In D, DVD/Blu-ray by Alex Moss Editor

Nic Roeg’s unique style creates one of the most visceral and unsettling films of all time.

Nic Roeg’s unique style creates one of the most
visceral and unsettling films of all time.

The term auteur
is thrown around all too freely in cinema. The theory that a director can have
such creative control over their work that they are considered the film’s
author is something hard to identify and even harder to prove. However, there
are filmmakers out there whose style is so unmistakably recognisable, almost
instantly, within their work that this theory becomes more plausible. Nic Roeg is just such a director,
although he is likely to shy away from this as much as anyone. From the opening
frames of Don’t Look Now it is clear that this is a Roeg film.

When their
daughter is killed in a tragic accident John (Sutherland) and Laura (Christie)
Baxter travel to Venice to help them deal with the grief. While John throws
himself into his work, Laura befriends two elderly sisters and soon learns that
one of them is clairvoyant. While John is skeptical it is made clear that if
they stay in Venice their lives are in danger. Although Laura is anxious to
leave John maintains it is all hokum but the signs are growing increasingly
more ominous.

Based on a short
story by Daphne du Maurier Don’t
Look Now is that rare treat of a film that demands repeat viewing. Roeg’s
trademark use of montage is utlised to staggering effect, meaning that
throughout the relatively straightforward story we are gradually peppered with
images that hint and the bigger picture. The repetitive use of particular
visual motifs allow the story to echo from beginning to end in such a way as to
resonate into the psyche of John in particular.

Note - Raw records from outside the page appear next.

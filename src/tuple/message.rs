use std::any::Any;
use std::fmt;
use std::sync::Arc;

use crate::tuple::{ErasedTuple, FixedArityTuple, TupleValues, TypeDescriptor, TypeRegistry};

/// Reference-counted, copy-on-write handle to a message payload.
///
/// Cloning is cheap and shares the payload. Mutation goes through
/// [`Message::make_mut`], which copies the payload first if anyone else
/// still holds it, so writes are never visible through other handles.
#[derive(Clone)]
pub struct Message(Arc<dyn ErasedTuple>);

impl Message {
    /// Wraps an already built tuple.
    pub fn new(tuple: impl ErasedTuple) -> Self {
        Self(Arc::new(tuple))
    }

    /// Builds a [`FixedArityTuple`] message from native values.
    pub fn of<V: TupleValues>(registry: &TypeRegistry, values: V) -> Self {
        Self::new(FixedArityTuple::new(registry, values))
    }

    /// Number of slots.
    pub fn size(&self) -> usize {
        self.0.size()
    }

    /// Read-only view of slot `index`.
    ///
    /// # Panics
    /// Panics if `index >= self.size()`.
    #[track_caller]
    pub fn at(&self, index: usize) -> &dyn Any {
        self.0.at(index)
    }

    /// Descriptor of slot `index`.
    ///
    /// # Panics
    /// Panics if `index >= self.size()`.
    #[track_caller]
    pub fn type_at(&self, index: usize) -> &TypeDescriptor {
        self.0.type_at(index)
    }

    /// Typed view of slot `index` if it holds a `T`.
    pub fn get_as<T: Any>(&self, index: usize) -> Option<&T> {
        self.0.get_as::<T>(index)
    }

    /// Typed view of the whole payload if it is a `FixedArityTuple<V>`.
    pub fn values<V: TupleValues>(&self) -> Option<&V> {
        self.0
            .as_any()
            .downcast_ref::<FixedArityTuple<V>>()
            .map(FixedArityTuple::data)
    }

    /// The erased payload.
    pub fn tuple(&self) -> &dyn ErasedTuple {
        self.0.as_ref()
    }

    /// Returns true if no other handle shares the payload.
    pub fn is_unique(&self) -> bool {
        Arc::strong_count(&self.0) == 1
    }

    /// Returns true if both handles share the same payload.
    pub fn ptr_eq(&self, other: &Message) -> bool {
        Arc::ptr_eq(&self.0, &other.0)
    }

    /// Exclusive access to the payload, detaching it from other handles first.
    pub fn make_mut(&mut self) -> &mut dyn ErasedTuple {
        if Arc::get_mut(&mut self.0).is_none() {
            self.0 = Arc::from(self.0.copy());
        }
        match Arc::get_mut(&mut self.0) {
            Some(tuple) => tuple,
            None => unreachable!("a freshly copied payload has a single owner"),
        }
    }

    /// Writable view of slot `index`, detaching the payload if shared.
    ///
    /// # Panics
    /// Panics if `index >= self.size()`.
    #[track_caller]
    pub fn mutable_at(&mut self, index: usize) -> &mut dyn Any {
        self.make_mut().mutable_at(index)
    }
}

impl PartialEq for Message {
    fn eq(&self, other: &Self) -> bool {
        self.ptr_eq(other) || self.0.equals(other.0.as_ref())
    }
}

impl<V: TupleValues> From<FixedArityTuple<V>> for Message {
    fn from(tuple: FixedArityTuple<V>) -> Self {
        Self::new(tuple)
    }
}

impl fmt::Debug for Message {
    fn fmt(&self, f: &mut fmt::Formatter<'_>) -> fmt::Result {
        struct SlotDebug<'a>(&'a TypeDescriptor, &'a dyn Any);

        impl fmt::Debug for SlotDebug<'_> {
            fn fmt(&self, f: &mut fmt::Formatter<'_>) -> fmt::Result {
                self.0.fmt_value(self.1, f)
            }
        }

        let mut tuple = f.debug_tuple("");
        for index in 0..self.size() {
            tuple.field(&SlotDebug(self.type_at(index), self.at(index)));
        }
        tuple.finish()
    }
}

Although he may shy away from
his potentially psychic ways he, like us, cannot ignore the signs that all
point to his or his loved ones imminent demise.

The streets of
Venice, deathly quiet in the winter months, are oppressive in their narrow and
drab ways. Indeed the city itself plays a crucial role in Roeg’s ability to
create a sense of lost. The maze like alleys that John and Laura find
themselves in perfectly reflect the enclosed feeling of grief they are both
trying to hide. Thanks to Roeg’s visuals and an intelligent script by Allan Scott and Chris Bryant even du Marurier’s bizarre ending makes complete
sense. As if they have taken a concept by David
and rather than turn it into a waking nightmare create a sense of
real life terror.

It is through the
subdued colours of Venice that Roeg elicits much of the gently psychological
unrest. His stunning use of colours, in particular red, juxtaposes with the
grays and browns everywhere else. Add to this the recurrent themes of water,
breaking glass and reflections and throughout the film we are sent into a
spiral of clues that may unravel the sense of dread you feel throughout. The
film has the unique ability to act as an itch in the brain. You know the
answers, it’s right there in front of you, and yet they remain just out of

Despite all its
extravagance it is the relationship of the film that delicately draws you into
the world. Christie and Sutherland’s rapport is so brilliantly nuanced you
wonder if they had in fact been married for years before making the film. It’s
the little ticks and unspoken moments between them that sell it. Sutherland’s
ever-cocked eyebrows and disbelieving grin as his wife playfully tries to
convince him that the dead are trying to communicate with them. Or the sex
scene, at the time considered too graphic, that is both tender and passionate
without ever feeling gratuitous.

A film that
investigates themes of loss and grief while never losing site of its narrative
and characters. On the surface it may appear style over substance but on repeat
viewing it becomes clear this is substance through style. The term ‘they don’t
make them like they used to’ is never more appropriately used then here. If
Don’t Look Now were made now it would have endless twists and turns announced
with a fanfare of blood and overly exaggerated shocks. In Roeg’s hands it
becomes a psychological horror that affects the audience as much as it does the
characters on screen.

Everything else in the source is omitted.